At first glance, no one would mistake Mike working the counter at the east side Kum & Go at 2110 Guthrie Ave just off I-235, for Jerry Lewis, Larry The Cable Guy, assorted members of Congress or Triumph The Insult Comic Dog.  

 

He's just Mike - Mike, for us to poop on. (Miss the joke? Probably better skip a few paragraphs - maybe pick it back up with "And the unimaginable power of...")

For both of you still here - most of all, he's just Mike the Kum & Go guy.

That's the sum of the parts of the whole Mike that I, and now you, both of you, know.
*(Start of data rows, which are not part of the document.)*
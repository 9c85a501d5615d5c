//! Structured JSONL logging plus human-readable stderr output.
//!
//! This module provides dual-output logging:
//! - **JSONL to file** (~/.keyboard-shortcuts/logs/keyboard-shortcuts.jsonl)
//! - **Pretty to stderr** for developers
//!
//! # Usage
//!
//! ```rust,ignore
//! use keyboard_shortcuts::logging;
//!
//! // Initialize logging - MUST keep guard alive for duration of program
//! let _guard = logging::init();
//!
//! tracing::info!(name = "toggle", shortcut = "Cmd+U", "Shortcut registered");
//! ```
//!
//! The library itself only emits `tracing` events; installing a subscriber is left to the
//! embedding application (or the demo binary).

use std::collections::VecDeque;
use std::fs::{self, OpenOptions};
use std::path::PathBuf;
use std::sync::OnceLock;

use parking_lot::Mutex;
use tracing_appender::non_blocking::WorkerGuard;
use tracing_subscriber::fmt::format::FmtSpan;
use tracing_subscriber::layer::SubscriberExt;
use tracing_subscriber::util::SubscriberInitExt;
use tracing_subscriber::{fmt, EnvFilter};

// In-memory buffer of recent legacy log lines, for settings/diagnostics UIs.
static LOG_BUFFER: OnceLock<Mutex<VecDeque<String>>> = OnceLock::new();
const MAX_LOG_LINES: usize = 50;

const LOG_FILE_NAME: &str = "keyboard-shortcuts.jsonl";

/// Guard that must be kept alive for the duration of the program.
/// Dropping this guard will flush and close the log file.
pub struct LoggingGuard {
    _file_guard: WorkerGuard,
}

/// Initialize the dual-output logging system.
///
/// Returns a guard that MUST be kept alive for the duration of the program.
/// Panics if a global subscriber was already installed.
pub fn init() -> LoggingGuard {
    let log_dir = get_log_dir();
    if let Err(e) = fs::create_dir_all(&log_dir) {
        eprintln!("[LOGGING] Failed to create log directory: {}", e);
    }

    let log_path = log_dir.join(LOG_FILE_NAME);
    eprintln!("[KEYBOARD-SHORTCUTS] JSONL log: {}", log_path.display());

    // Fall back to a sink so a read-only home directory never takes logging down
    let (non_blocking_file, file_guard) = match OpenOptions::new()
        .create(true)
        .append(true)
        .open(&log_path)
    {
        Ok(file) => tracing_appender::non_blocking(file),
        Err(e) => {
            eprintln!("[LOGGING] Failed to open log file: {}", e);
            tracing_appender::non_blocking(std::io::sink())
        }
    };

    // Environment filter - default to info, allow override via RUST_LOG
    let env_filter =
        EnvFilter::try_from_default_env().unwrap_or_else(|_| EnvFilter::new("info"));

    let json_layer = fmt::layer()
        .json()
        .with_writer(non_blocking_file)
        .with_timer(fmt::time::UtcTime::rfc_3339())
        .with_target(true)
        .with_level(true)
        .with_thread_ids(false)
        .with_thread_names(true)
        .with_file(false)
        .with_line_number(false)
        .with_span_events(FmtSpan::NONE);

    let pretty_layer = fmt::layer()
        .with_writer(std::io::stderr)
        .with_ansi(true)
        .with_target(true)
        .with_level(true)
        .with_thread_ids(false)
        .compact();

    tracing_subscriber::registry()
        .with(env_filter)
        .with(json_layer)
        .with(pretty_layer)
        .init();

    tracing::info!(
        event_type = "app_lifecycle",
        action = "started",
        log_path = %log_path.display(),
        "Logging initialized"
    );

    LoggingGuard {
        _file_guard: file_guard,
    }
}

/// Get the log directory path (~/.keyboard-shortcuts/logs/)
fn get_log_dir() -> PathBuf {
    dirs::home_dir()
        .map(|h| h.join(".keyboard-shortcuts").join("logs"))
        .unwrap_or_else(|| std::env::temp_dir().join("keyboard-shortcuts-logs"))
}

/// Get the path to the JSONL log file
pub fn log_path() -> PathBuf {
    get_log_dir().join(LOG_FILE_NAME)
}

/// Category-tagged log line. Also kept in a small in-memory buffer.
///
/// Prefer tracing macros directly for structured fields:
/// ```rust
/// tracing::info!(category = "HOTKEY", id = 42, "Registered");
/// ```
pub fn log(category: &str, message: &str) {
    add_to_buffer(category, message);
    tracing::info!(category = category, legacy = true, "{}", message);
}

fn add_to_buffer(category: &str, message: &str) {
    let buffer = LOG_BUFFER.get_or_init(|| Mutex::new(VecDeque::with_capacity(MAX_LOG_LINES)));
    let mut buf = buffer.lock();
    if buf.len() >= MAX_LOG_LINES {
        buf.pop_front();
    }
    buf.push_back(format!("[{}] {}", category, message));
}

/// Get recent log lines for UI display
pub fn get_recent_logs() -> Vec<String> {
    LOG_BUFFER
        .get()
        .map(|buffer| buffer.lock().iter().cloned().collect())
        .unwrap_or_default()
}

#[cfg(test)]
mod tests {
    use super::*;

    #[test]
    fn log_path_ends_with_jsonl_file() {
        let path = log_path();
        assert!(path.ends_with(LOG_FILE_NAME));
        assert!(path.parent().is_some_and(|p| p.ends_with("logs")));
    }

    #[test]
    fn legacy_log_is_buffered_and_capped() {
        for i in 0..(MAX_LOG_LINES + 5) {
            log("TEST", &format!("line {}", i));
        }
        let recent = get_recent_logs();
        assert!(recent.len() <= MAX_LOG_LINES);
        assert!(recent
            .iter()
            .any(|l| l == &format!("[TEST] line {}", MAX_LOG_LINES + 4)));
    }
}
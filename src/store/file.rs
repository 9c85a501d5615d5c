//! JSON-file settings store with an optional file watcher.
//!
//! Format: a JSON object of store key -> raw value, e.g.
//!
//! ```json
//! {
//!   "KeyboardShortcuts_toggle": "{\"key\":\"u\",\"modifiers\":{\"cmd\":true,...}}",
//!   "KeyboardShortcuts_search": "false"
//! }
//! ```

use std::collections::BTreeMap;
use std::fs;
use std::path::{Path, PathBuf};
use std::sync::mpsc::{channel, Receiver, RecvTimeoutError};
use std::sync::Arc;
use std::thread;
use std::time::Duration;

use notify::{recommended_watcher, RecommendedWatcher, RecursiveMode, Watcher};
use parking_lot::{Mutex, RwLock};
use tracing::{debug, info, warn};

use super::{ChangeCallback, ObservationId, ObserverTable, SettingsStore};
use crate::error::{Result, ShortcutError};

/// Quiet period after the last file event before the store is re-read.
const RELOAD_DEBOUNCE: Duration = Duration::from_millis(200);

/// Settings store persisted as a single JSON file.
pub struct JsonFileStore {
    path: PathBuf,
    values: RwLock<BTreeMap<String, String>>,
    // Serializes read-modify-write of the file between writers and reloads
    write_lock: Mutex<()>,
    observers: ObserverTable,
}

impl JsonFileStore {
    /// Open the store at `path`. A missing file is an empty store.
    pub fn open(path: impl Into<PathBuf>) -> Result<Self> {
        let path = path.into();
        let values = Self::load(&path)?;
        info!(path = %path.display(), entries = values.len(), "Opened shortcut store");
        Ok(Self {
            path,
            values: RwLock::new(values),
            write_lock: Mutex::new(()),
            observers: ObserverTable::default(),
        })
    }

    pub fn path(&self) -> &Path {
        &self.path
    }

    fn load(path: &Path) -> Result<BTreeMap<String, String>> {
        if !path.exists() {
            return Ok(BTreeMap::new());
        }

        let content = fs::read_to_string(path).map_err(|source| ShortcutError::Io {
            path: path.display().to_string(),
            source,
        })?;
        if content.trim().is_empty() {
            return Ok(BTreeMap::new());
        }
        Ok(serde_json::from_str(&content)?)
    }

    fn save(&self, values: &BTreeMap<String, String>) -> Result<()> {
        let io_err = |source| ShortcutError::Io {
            path: self.path.display().to_string(),
            source,
        };

        // Create parent directories if needed
        if let Some(parent) = self.path.parent() {
            fs::create_dir_all(parent).map_err(io_err)?;
        }

        let content = serde_json::to_string_pretty(values)?;
        fs::write(&self.path, content).map_err(io_err)?;
        Ok(())
    }

    /// Apply a mutation, persist it, and notify observers if the key's value changed.
    fn update(&self, key: &str, value: Option<&str>) -> Result<()> {
        let guard = self.write_lock.lock();

        let mut next = self.values.read().clone();
        let previous = match value {
            Some(value) => next.insert(key.to_string(), value.to_string()),
            None => next.remove(key),
        };
        if previous.as_deref() == value {
            return Ok(());
        }

        self.save(&next)?;
        *self.values.write() = next;
        drop(guard);

        self.observers.notify(key, value);
        Ok(())
    }

    /// Re-read the file and notify observers of every key whose value differs.
    ///
    /// Called by `StoreFileWatcher` after external modifications. Echoes of our own
    /// writes find nothing changed.
    pub fn reload(&self) -> Result<()> {
        let write = self.write_lock.lock();
        let fresh = Self::load(&self.path)?;
        let previous = std::mem::replace(&mut *self.values.write(), fresh.clone());
        drop(write);

        let mut changed: Vec<(String, Option<String>)> = Vec::new();
        for (key, value) in &fresh {
            if previous.get(key) != Some(value) {
                changed.push((key.clone(), Some(value.clone())));
            }
        }
        for key in previous.keys() {
            if !fresh.contains_key(key) {
                changed.push((key.clone(), None));
            }
        }

        if !changed.is_empty() {
            info!(
                path = %self.path.display(),
                changed = changed.len(),
                "Shortcut store changed on disk"
            );
        }
        for (key, value) in changed {
            self.observers.notify(&key, value.as_deref());
        }
        Ok(())
    }
}

impl SettingsStore for JsonFileStore {
    fn get(&self, key: &str) -> Option<String> {
        self.values.read().get(key).cloned()
    }

    fn set(&self, key: &str, value: &str) -> Result<()> {
        self.update(key, Some(value))
    }

    fn remove(&self, key: &str) -> Result<()> {
        self.update(key, None)
    }

    fn keys(&self) -> Vec<String> {
        self.values.read().keys().cloned().collect()
    }

    fn observe(&self, key: &str, callback: ChangeCallback) -> ObservationId {
        self.observers.add(key, callback)
    }

    fn cancel_observation(&self, id: ObservationId) {
        self.observers.remove(id);
    }
}

/// Get the default path of the shortcut store.
pub fn default_store_path() -> PathBuf {
    dirs::home_dir()
        .unwrap_or_default()
        .join(".keyboard-shortcuts")
        .join("shortcuts.json")
}

/// Watches a `JsonFileStore`'s file and reloads the store when another process edits it.
///
/// Dropping the watcher stops the background thread.
pub struct StoreFileWatcher {
    watcher: Option<RecommendedWatcher>,
    watcher_thread: Option<thread::JoinHandle<()>>,
}

impl StoreFileWatcher {
    pub fn start(store: Arc<JsonFileStore>) -> Result<Self> {
        let store_path = store.path().to_path_buf();
        let watch_path = store_path
            .parent()
            .map(Path::to_path_buf)
            .unwrap_or_else(|| PathBuf::from("."));
        fs::create_dir_all(&watch_path).map_err(|source| ShortcutError::Io {
            path: watch_path.display().to_string(),
            source,
        })?;

        let (watch_tx, watch_rx) = channel();
        let mut watcher = recommended_watcher(move |res: notify::Result<notify::Event>| {
            let _ = watch_tx.send(res);
        })
        .map_err(|e| ShortcutError::Watch(e.to_string()))?;

        // Watch the directory so atomic replace-by-rename saves are seen too
        watcher
            .watch(&watch_path, RecursiveMode::NonRecursive)
            .map_err(|e| ShortcutError::Watch(e.to_string()))?;

        info!(
            path = %watch_path.display(),
            target = ?store_path.file_name(),
            "Shortcut store watcher started"
        );

        let watcher_thread = thread::Builder::new()
            .name("shortcut-store-watcher".to_string())
            .spawn(move || Self::watch_loop(store, watch_rx))
            .map_err(|e| ShortcutError::Watch(e.to_string()))?;

        Ok(Self {
            watcher: Some(watcher),
            watcher_thread: Some(watcher_thread),
        })
    }

    fn is_store_event(event: &notify::Event, store_path: &Path) -> bool {
        let relevant_kind = matches!(
            event.kind,
            notify::EventKind::Create(_)
                | notify::EventKind::Modify(_)
                | notify::EventKind::Remove(_)
        );
        relevant_kind
            && event
                .paths
                .iter()
                .any(|path| path.file_name() == store_path.file_name())
    }

    fn watch_loop(store: Arc<JsonFileStore>, rx: Receiver<notify::Result<notify::Event>>) {
        let store_path = store.path().to_path_buf();
        loop {
            match rx.recv() {
                Ok(Ok(event)) => {
                    if !Self::is_store_event(&event, &store_path) {
                        continue;
                    }
                    // Debounce: wait for the writer to go quiet
                    loop {
                        match rx.recv_timeout(RELOAD_DEBOUNCE) {
                            Ok(_) => continue,
                            Err(RecvTimeoutError::Timeout) => break,
                            Err(RecvTimeoutError::Disconnected) => return,
                        }
                    }
                    debug!(path = %store_path.display(), "Reloading shortcut store");
                    if let Err(e) = store.reload() {
                        warn!(error = %e, path = %store_path.display(), "Failed to reload shortcut store");
                    }
                }
                Ok(Err(e)) => {
                    warn!(error = %e, watcher = "store", "File watcher error");
                }
                Err(_) => {
                    info!(watcher = "store", "Shortcut store watcher shutting down");
                    break;
                }
            }
        }
    }
}

impl Drop for StoreFileWatcher {
    fn drop(&mut self) {
        // Dropping the notify watcher closes the channel, which ends the loop
        self.watcher.take();
        if let Some(handle) = self.watcher_thread.take() {
            let _ = handle.join();
        }
    }
}

#[cfg(test)]
mod tests {
    use super::*;
    use tempfile::tempdir;

    #[test]
    fn open_nonexistent_is_empty() {
        let dir = tempdir().unwrap();
        let store = JsonFileStore::open(dir.path().join("missing.json")).unwrap();
        assert!(store.keys().is_empty());
    }

    #[test]
    fn writes_persist_across_reopen() {
        let dir = tempdir().unwrap();
        let path = dir.path().join("nested").join("shortcuts.json");

        let store = JsonFileStore::open(&path).unwrap();
        store.set("KeyboardShortcuts_a", "false").unwrap();
        store.set("KeyboardShortcuts_b", "x").unwrap();
        store.remove("KeyboardShortcuts_b").unwrap();

        let reopened = JsonFileStore::open(&path).unwrap();
        assert_eq!(reopened.get("KeyboardShortcuts_a"), Some("false".to_string()));
        assert_eq!(reopened.get("KeyboardShortcuts_b"), None);
    }

    #[test]
    fn file_is_readable_json() {
        let dir = tempdir().unwrap();
        let path = dir.path().join("shortcuts.json");
        let store = JsonFileStore::open(&path).unwrap();
        store.set("KeyboardShortcuts_toggle", "false").unwrap();

        let content = fs::read_to_string(&path).unwrap();
        assert!(content.contains("KeyboardShortcuts_toggle"));
        assert!(content.contains('\n'));
    }

    #[test]
    fn invalid_file_is_an_error() {
        let dir = tempdir().unwrap();
        let path = dir.path().join("shortcuts.json");
        fs::write(&path, "[1, 2").unwrap();
        assert!(matches!(
            JsonFileStore::open(&path),
            Err(ShortcutError::Json(_))
        ));
    }

    #[test]
    fn reload_notifies_external_changes_only() {
        let dir = tempdir().unwrap();
        let path = dir.path().join("shortcuts.json");
        let store = JsonFileStore::open(&path).unwrap();
        store.set("k1", "one").unwrap();
        store.set("k2", "two").unwrap();

        let seen = Arc::new(Mutex::new(Vec::new()));
        for key in ["k1", "k2", "k3"] {
            let sink = seen.clone();
            let key_name = key.to_string();
            store.observe(
                key,
                Arc::new(move |value: Option<&str>| {
                    sink.lock().push((key_name.clone(), value.map(str::to_string)));
                }),
            );
        }

        // Echo of our own write: nothing changes
        store.reload().unwrap();
        assert!(seen.lock().is_empty());

        // Another process rewrites the file
        fs::write(&path, r#"{"k1":"one","k3":"three"}"#).unwrap();
        store.reload().unwrap();

        let mut events = seen.lock().clone();
        events.sort();
        assert_eq!(
            events,
            vec![
                ("k2".to_string(), None),
                ("k3".to_string(), Some("three".to_string())),
            ]
        );
        assert_eq!(store.get("k3"), Some("three".to_string()));
    }

    #[test]
    fn watcher_starts_and_stops() {
        let dir = tempdir().unwrap();
        let store = Arc::new(JsonFileStore::open(dir.path().join("shortcuts.json")).unwrap());
        // Platform watchers may be unavailable in sandboxes; only check clean shutdown
        if let Ok(watcher) = StoreFileWatcher::start(store) {
            drop(watcher);
        }
    }
}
Mike works at Kum & Go, he's probably in his 20's and he was funny for about two minutes, last Saturday afternoon.

 

And the unimaginable power of...Hi! Welcome back!...those simple 120 seconds, has now permanently altered the landscape of a thousand human souls.

First, a quick glance at the research that says I'm right and that the above sentence isn't ridiculous.

Results from two dozen University studies - UCLA, Princeton, Stanford, Harvard, Hamburger University at Oak Brook - suggest that happiness is as transferable as an iron-on, cooties or cold feet upon a previously warm backside.

  

 

M. Farouk Radwan, a human behavior expert, gives it to us straight when he says that humans "usually absorb some of the emotions of the person we are watching or listening to and then experience a change in our own mood even though nothing happened to us."

Right as rain, M.

Yet the key here is "the emotions of the person we are watching." In other words, that person is feeling how they're feeling, which is about them - but somebody who happens to be in the vicinity of their outward expression of feeling, can also get a little sompin-sompin, too.

What do we all do when we see a baby smile? We smile. That's transference. The kid doesn't know it, doesn't care - he just wants changed.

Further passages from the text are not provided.